The featured projects and prototypes are the work of both undergraduate and graduate students at MIT, who developed their respective inventions for a variety of reasons—to learn, explore, play, communicate, create a product, and improve the world. Alexander Goldowsky, the director of exhibitions at the MIT Museum, explained how the Museum works with students through a variety of programs and classes, and the exhibit grew out of this relationship.
“We wanted to let our visitors see some of the amazing work that students produce, as part of classes, clubs, or just personal projects,” Goldowsky said.
Preparations for the showcase began with a campus-wide call for submissions, with students submitting their concepts to various MIT departments and labs—including the MIT Media Lab, the School of Architecture and Planning, and the Department of Aeronautics and Astronautics—which then chose the submissions that best reflected MIT’s values of creativity, ingenuity, and practical problem solving.

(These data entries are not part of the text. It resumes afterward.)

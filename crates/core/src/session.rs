//! Collaboration session types shared by the engine and the gateway.
//!
//! A session is a live editing context bound to one diagram. At most one
//! active session exists per diagram; the engine owns all session state.

use chrono::{DateTime, Utc};
use serde::{Deserialize, Serialize};
use uuid::Uuid;

use crate::diagram::{Cell, Geometry, Point};
use crate::identity::Role;

/// One connected participant. A user appears at most once per session.
#[derive(Debug, Clone, Serialize, Deserialize)]
pub struct Participant {
    pub user_uuid: Uuid,
    pub email: String,
    pub display_name: String,
    pub connection_id: Uuid,
    /// Role snapshotted at join and enforced for the session's lifetime.
    pub role_at_session_start: Role,
    pub joined_at: DateTime<Utc>,
    pub is_host: bool,
    pub is_presenter: bool,
}

/// A session descriptor as surfaced over REST.
#[derive(Debug, Clone, Serialize, Deserialize)]
pub struct SessionDescriptor {
    pub id: Uuid,
    pub threat_model_id: Uuid,
    pub diagram_id: Uuid,
    pub host_user_uuid: Uuid,
    pub presenter_user_uuid: Uuid,
    pub created_at: DateTime<Utc>,
    pub last_activity_at: DateTime<Utc>,
    pub diagram_version: u64,
    pub participants: Vec<Participant>,
    /// Path a client should upgrade a WebSocket on.
    pub websocket_url: String,
}

/// A client-submitted batch of sub-operations against one diagram.
#[derive(Debug, Clone, Serialize, Deserialize)]
pub struct DiagramOperation {
    /// Client-supplied id used for idempotency and rejection correlation.
    pub operation_id: Uuid,
    /// The diagram version the client believed was current.
    pub base_version: u64,
    /// Applied atomically, in order.
    pub ops: Vec<CellOp>,
}

/// One sub-operation. `expected_change_counter` carries the client's view of
/// the per-cell counter for conflict detection.
#[derive(Debug, Clone, Serialize, Deserialize)]
#[serde(tag = "op", rename_all = "snake_case")]
pub enum CellOp {
    AddCell {
        cell: Cell,
    },
    UpdateCell {
        id: Uuid,
        expected_change_counter: u64,
        patch: CellPatch,
    },
    RemoveCell {
        id: Uuid,
        expected_change_counter: u64,
    },
}

impl CellOp {
    /// The cell id this sub-operation targets.
    pub fn target_id(&self) -> Uuid {
        match self {
            CellOp::AddCell { cell } => cell.id,
            CellOp::UpdateCell { id, .. } => *id,
            CellOp::RemoveCell { id, .. } => *id,
        }
    }
}

/// A partial cell update. Absent fields are left untouched.
#[derive(Debug, Clone, Default, Serialize, Deserialize)]
pub struct CellPatch {
    #[serde(default, skip_serializing_if = "Option::is_none")]
    pub shape: Option<String>,
    #[serde(default, skip_serializing_if = "Option::is_none")]
    pub geometry: Option<Geometry>,
    /// Empty string clears the style.
    #[serde(default, skip_serializing_if = "Option::is_none")]
    pub style: Option<String>,
    #[serde(default, skip_serializing_if = "Option::is_none")]
    pub data: Option<serde_json::Map<String, serde_json::Value>>,
    #[serde(default, skip_serializing_if = "Option::is_none")]
    pub source: Option<Uuid>,
    #[serde(default, skip_serializing_if = "Option::is_none")]
    pub target: Option<Uuid>,
    #[serde(default, skip_serializing_if = "Option::is_none")]
    pub waypoints: Option<Vec<Point>>,
}

/// Why an operation was rejected.
#[derive(Debug, Clone, Copy, PartialEq, Eq, Serialize, Deserialize)]
#[serde(rename_all = "snake_case")]
pub enum RejectReason {
    Forbidden,
    StaleBaseVersion,
    InvalidReference,
    Conflict,
}

impl RejectReason {
    /// Whether a client must resynchronize before retrying.
    pub fn requires_resync(&self) -> bool {
        matches!(
            self,
            RejectReason::StaleBaseVersion | RejectReason::Conflict
        )
    }
}

#[cfg(test)]
mod tests {
    use super::*;
    use crate::diagram::Cell;

    #[test]
    fn cell_op_target_id() {
        let id = Uuid::new_v4();
        let add = CellOp::AddCell {
            cell: Cell::node(id, "process", Geometry::default()),
        };
        assert_eq!(add.target_id(), id);

        let upd = CellOp::UpdateCell {
            id,
            expected_change_counter: 3,
            patch: CellPatch::default(),
        };
        assert_eq!(upd.target_id(), id);
    }

    #[test]
    fn reject_reasons_requiring_resync() {
        assert!(RejectReason::StaleBaseVersion.requires_resync());
        assert!(RejectReason::Conflict.requires_resync());
        assert!(!RejectReason::Forbidden.requires_resync());
        assert!(!RejectReason::InvalidReference.requires_resync());
    }

    #[test]
    fn operation_json_uses_snake_case_op_tags() {
        let op = DiagramOperation {
            operation_id: Uuid::new_v4(),
            base_version: 0,
            ops: vec![CellOp::RemoveCell {
                id: Uuid::new_v4(),
                expected_change_counter: 1,
            }],
        };
        let json = serde_json::to_value(&op).unwrap();
        assert_eq!(json["ops"][0]["op"], "remove_cell");
    }

    #[test]
    fn empty_patch_leaves_all_fields_absent() {
        let p: CellPatch = serde_json::from_str("{}").unwrap();
        assert!(p.shape.is_none());
        assert!(p.geometry.is_none());
        assert!(p.style.is_none());
        assert!(p.data.is_none());
        assert!(p.waypoints.is_none());
    }
}
impl SessionActor {
    pub fn new(
        state: SessionState,
        config: CollabConfig,
        store: Arc<dyn DomainStore>,
        rx: mpsc::Receiver<Inbound>,
        websocket_url: String,
    ) -> Self {
        Self {
            state,
            config,
            store,
            rx,
            connections: HashMap::new(),
            pending_cursors: HashMap::new(),
            overflowed: Vec::new(),
            websocket_url,
            idle_warned: false,
        }
    }

    /// Drive the session until it ends.
    pub async fn run(mut self) {
        let session_id = self.state.session_id;
        info!(session_id = %session_id, diagram_id = %self.state.diagram_id, "Session started");

        let mut cursor_tick =
            tokio::time::interval(Duration::from_millis(self.config.cursor_coalesce_ms.max(1)));
        cursor_tick.set_missed_tick_behavior(tokio::time::MissedTickBehavior::Skip);
        let mut idle_tick = tokio::time::interval(Duration::from_secs(30));
        idle_tick.set_missed_tick_behavior(tokio::time::MissedTickBehavior::Skip);

        loop {
            let mut ended = false;
            tokio::select! {
                msg = self.rx.recv() => {
                    match msg {
                        Some(Inbound::Join { participant, outbound, ack }) => {
                            let result = self.handle_join(participant, outbound);
                            let _ = ack.send(result);
                        }
                        Some(Inbound::Frame { connection_id, message }) => {
                            self.handle_frame(connection_id, message).await;
                        }
                        Some(Inbound::Leave { connection_id }) => {
                            ended = self.remove_connection(connection_id);
                        }
                        Some(Inbound::Save { requested_by }) => {
                            if requested_by == self.state.host {
                                self.persist().await;
                            }
                        }
                        Some(Inbound::Describe { reply }) => {
                            let _ = reply.send(self.state.descriptor(self.websocket_url.clone()));
                        }
                        Some(Inbound::Terminate { reason }) => {
                            self.broadcast(ServerMessage::SessionClosing { reason });
                            ended = true;
                        }
                        None => ended = true,
                    }
                }
                _ = cursor_tick.tick() => {
                    self.flush_cursors();
                }
                _ = idle_tick.tick() => {
                    ended = self.check_idle();
                }
            }

            // Backpressure drops happen outside the send path so membership
            // events triggered by a drop cannot recurse into it.
            if self.reap_overflowed() {
                ended = true;
            }
            if ended {
                break;
            }
        }

        self.shutdown().await;
        info!(session_id = %session_id, "Session ended");
    }

    fn handle_join(
        &mut self,
        participant: Participant,
        outbound: mpsc::Sender<ServerMessage>,
    ) -> Result<(), CollabError> {
        // Reconnect: replace any existing connection for the same user
        if let Some(old_conn) = self
            .connections
            .iter()
            .find(|(_, c)| c.user_uuid == participant.user_uuid)
            .map(|(id, _)| *id)
        {
            debug!(user = %participant.user_uuid, "Replacing stale connection on rejoin");
            let outcome = self.state.remove_participant(old_conn);
            self.connections.remove(&old_conn);
            for event in outcome.events {
                self.broadcast(event);
            }
        }

        if self.state.participants().len() >= self.config.max_participants {
            return Err(CollabError::SessionFull(self.config.max_participants));
        }

        let joined = self.state.add_participant(participant);
        self.connections.insert(
            joined.connection_id,
            Connection {
                user_uuid: joined.user_uuid,
                tx: outbound,
            },
        );

        // The joiner gets the authoritative state; everyone else learns
        // about the new participant.
        self.send_to_connection(joined.connection_id, self.state.correction_full());
        let note = ServerMessage::ParticipantJoined {
            participant: joined.clone(),
        };
        let others: Vec<Uuid> = self
            .connections
            .keys()
            .copied()
            .filter(|id| *id != joined.connection_id)
            .collect();
        for conn_id in others {
            self.send_to_connection(conn_id, note.clone());
        }
        Ok(())
    }

    async fn handle_frame(&mut self, connection_id: Uuid, message: ClientMessage) {
        let Some(participant) = self.state.participant_by_connection(connection_id).cloned()
        else {
            debug!(connection_id = %connection_id, "Frame from unknown connection");
            return;
        };

        match message {
            ClientMessage::Operation { operation } => {
                let result = self.state.apply_operation(
                    participant.user_uuid,
                    participant.role_at_session_start,
                    operation,
                    self.config.stale_tolerance,
                );
                match result {
                    ApplyResult::Applied(applied) => {
                        self.broadcast(applied);
                        self.idle_warned = false;
                        if self.config.checkpoint_every > 0
                            && self.state.dirty_ops >= self.config.checkpoint_every
                        {
                            self.persist().await;
                        }
                    }
                    ApplyResult::Rejected(rejection) => {
                        let correction = match &rejection {
                            ServerMessage::OperationRejected {
                                requires_resync: true,
                                affected_cells,
                                ..
                            } => Some(self.state.correction_for(affected_cells)),
                            _ => None,
                        };
                        self.send_to_connection(connection_id, rejection);
                        if let Some(correction) = correction {
                            self.send_to_connection(connection_id, correction);
                        }
                    }
                    ApplyResult::Duplicate(prior) => {
                        self.send_to_connection(connection_id, prior);
                    }
                }
            }
            ClientMessage::PresenterRequest => {
                for event in self.state.request_presenter(participant.user_uuid) {
                    self.broadcast(event);
                }
            }
            ClientMessage::PresenterYield => {
                for event in self.state.yield_presenter(participant.user_uuid) {
                    self.broadcast(event);
                }
            }
            ClientMessage::Cursor { position } => {
                // Coalesced: only the latest per user within the window
                self.pending_cursors.insert(participant.user_uuid, position);
            }
            ClientMessage::Ping => {
                self.send_to_connection(connection_id, ServerMessage::Pong);
            }
        }
    }

    /// Remove a connection and its participant. Returns true when the
    /// session must end.
    fn remove_connection(&mut self, connection_id: Uuid) -> bool {
        let outcome = self.state.remove_participant(connection_id);
        self.connections.remove(&connection_id);
        if outcome.left.is_none() {
            return false;
        }
        for event in outcome.events {
            self.broadcast(event);
        }
        outcome.ended
    }

    /// Drop connections whose queue overflowed, broadcasting the resulting
    /// membership events. Returns true when the session must end.
    fn reap_overflowed(&mut self) -> bool {
        let mut ended = false;
        while let Some(conn_id) = self.overflowed.pop() {
            if self.connections.contains_key(&conn_id) && self.remove_connection(conn_id) {
                ended = true;
            }
        }
        ended
    }

    fn flush_cursors(&mut self) {
        if self.pending_cursors.is_empty() {
            return;
        }
        let cursors: Vec<(Uuid, Point)> = self.pending_cursors.drain().collect();
        for (user_uuid, position) in cursors {
            let frame = ServerMessage::Cursor {
                user_uuid,
                position,
            };
            let targets: Vec<Uuid> = self
                .connections
                .iter()
                .filter(|(_, c)| c.user_uuid != user_uuid)
                .map(|(id, _)| *id)
                .collect();
            for conn_id in targets {
                self.send_to_connection(conn_id, frame.clone());
            }
        }
    }

    /// Returns true when the idle grace period has fully elapsed.
    fn check_idle(&mut self) -> bool {
        let idle_for = chrono::Utc::now() - self.state.last_activity_at;
        let warn_after = chrono::Duration::minutes(self.config.idle_warning_minutes as i64);
        let grace = chrono::Duration::minutes(self.config.idle_grace_minutes as i64);

        if idle_for >= warn_after + grace {
            warn!(session_id = %self.state.session_id, "Idle session timed out");
            self.broadcast(ServerMessage::SessionClosing {
                reason: "idle timeout".into(),
            });
            return true;
        }
        if idle_for >= warn_after && !self.idle_warned {
            self.idle_warned = true;
            self.broadcast(ServerMessage::IdleWarning {
                grace_secs: self.config.idle_grace_minutes * 60,
            });
        }
        false
    }

    /// Persist the current cell set through the domain store.
    ///
    /// A version conflict means an external edit won: re-read, reset, and
    /// issue a full correction to every participant.
    async fn persist(&mut self) -> bool {
        if self.state.version == self.state.last_persisted_version {
            return true;
        }
        let cells = self.state.cells_snapshot();
        let result = self
            .store
            .update_diagram_cells(
                self.state.diagram_id,
                &cells,
                self.state.last_persisted_version,
                self.state.version,
                self.state.host,
            )
            .await;

        match result {
            Ok(()) => {
                self.state.mark_persisted();
                debug!(
                    session_id = %self.state.session_id,
                    version = self.state.version,
                    "Session state persisted"
                );
                true
            }
            Err(StoreError::VersionConflict { found, .. }) => {
                warn!(
                    session_id = %self.state.session_id,
                    stored_version = found,
                    "External edit detected; resetting session from store"
                );
                match self.store.diagram(self.state.diagram_id).await {
                    Ok(diagram) => {
                        self.state.reset_from_diagram(&diagram);
                        let correction = self.state.correction_full();
                        self.broadcast(correction);
                    }
                    Err(e) => {
                        error!(error = %e, "Failed to re-read diagram after conflict");
                    }
                }
                false
            }
            Err(e) => {
                warn!(error = %e, session_id = %self.state.session_id, "Persistence failed");
                false
            }
        }
    }

    /// Final persistence with bounded retries, then connection teardown.
    async fn shutdown(&mut self) {
        let mut attempt = 0u32;
        while self.state.version != self.state.last_persisted_version {
            if self.persist().await {
                break;
            }
            attempt += 1;
            if attempt >= self.config.persist_retry_max {
                error!(
                    session_id = %self.state.session_id,
                    live_version = self.state.version,
                    persisted_version = self.state.last_persisted_version,
                    "Persistence retries exhausted; live state diverges from store"
                );
                break;
            }
            tokio::time::sleep(Duration::from_millis(100 * (1u64 << attempt.min(6)))).await;
        }
        self.connections.clear();
    }

    fn broadcast(&mut self, message: ServerMessage) {
        let conn_ids: Vec<Uuid> = self.connections.keys().copied().collect();
        for conn_id in conn_ids {
            self.send_to_connection(conn_id, message.clone());
        }
    }

    /// Queue a frame. Overflow marks the connection for backpressure drop.
    fn send_to_connection(&mut self, connection_id: Uuid, message: ServerMessage) {
        let Some(conn) = self.connections.get(&connection_id) else {
            return;
        };
        match conn.tx.try_send(message) {
            Ok(()) => {}
            Err(mpsc::error::TrySendError::Full(_)) => {
                warn!(connection_id = %connection_id, "Outbound queue overflow; dropping connection");
                self.overflowed.push(connection_id);
            }
            Err(mpsc::error::TrySendError::Closed(_)) => {
                self.overflowed.push(connection_id);
            }
        }
    }
}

Many of the showcase pieces involve audience interaction, making the process a learning experience not only for the students but also for the museum staff who were involved in the setup. Goldowsky noted that there is a difference between designing and arranging an invention for one user versus for an exhibition with 100,000 museum visitors. “I love the sounds [the exhibition] produces, a mix of several of the musical works and the sounds of visitors,” Goldowsky said.
Susan Timberlake, assistant exhibit developer and project manager at MIT Museum, described her role within the process as interviewing each student whose work was accepted into the exhibit to learn about his or her process of design and invention. These stories are told in the exhibit label text to give visitors a feel for who the students are. “We hope to communicate that MIT students learn not just through their classroom experiences, but also through a variety of creative and real-world projects,” Timberlake said. Goldowsky added that, while there is no way to capture the incredible diversity of what occurs at MIT, he hopes the showcase “gives a flavor of the energy and creativity of the students.”
Some inventions serve practical purposes, while others are aimed at addressing large-scale issues. For example, seniors in the civil and environmental engineering program invented the MIT Air Quality Network, which is a network of sensors that collects data about air quality around MIT’s campus. MIT student Adam Whiton’s The Zipperbot serves a more practical use by opening and closing zippers using motors and gears. Another visitor favorite is SproutsIO by Jennifer Broutin, a smartphone-controlled appliance that grows plants without soil, which serving as a micro-farm that encourages eating locally grown food.
Reflecting the musical creativity of MIT students is DrumTop, a creation of doctoral student Akito van Troyer and one of the showcase’s most popular inventions—a visual representation of the intersection of music, science, and technology. Van Troyer works in a group called Opera of the Future in the MIT Media Lab, which focuses on music performance, composition, and expression-related research with the goal of using innovative, cutting-edge technology to engage people in music. Appropriately, van Troyer’s specific research area is “innovating ways to turn anyone into a composer and a performer of music.” By creating musical environments or interfaces that allow people to explore and play with music, van Troyer further experiments with how this act of playing music can then turn the participant into what the talented student deems a “practitioner of music.”
Van Troyer’s dedication to his research goals led him to create DrumTop, what he described as “a tangible musical sequencer that transforms everyday objects into percussive musical instrument.” He explained that the main goals of this invention include creating a simple physical interface that gives voice to everyday objects, affording self-expression for novices, and encouraging these novice musicians to explore the musical potentiality of their surroundings through musical interactions with everyday objects.
In addition to the 11 inventions on display, the showcase also includes seven “kinetic art” sculptures from MIT’s Exhibiting Science class, as well as a talk by MIT Museum Director John Durant. Inventions: 2014 Student Showcase will be on display at the MIT Museum through Dec. 31 at $10 for regular admission.
Goldowsky hopes, above all, that visitors will be inspired by the student work they see. “I hope when you see what can be done by creative students working together or individually, it inspires you to create something of your own,” he said.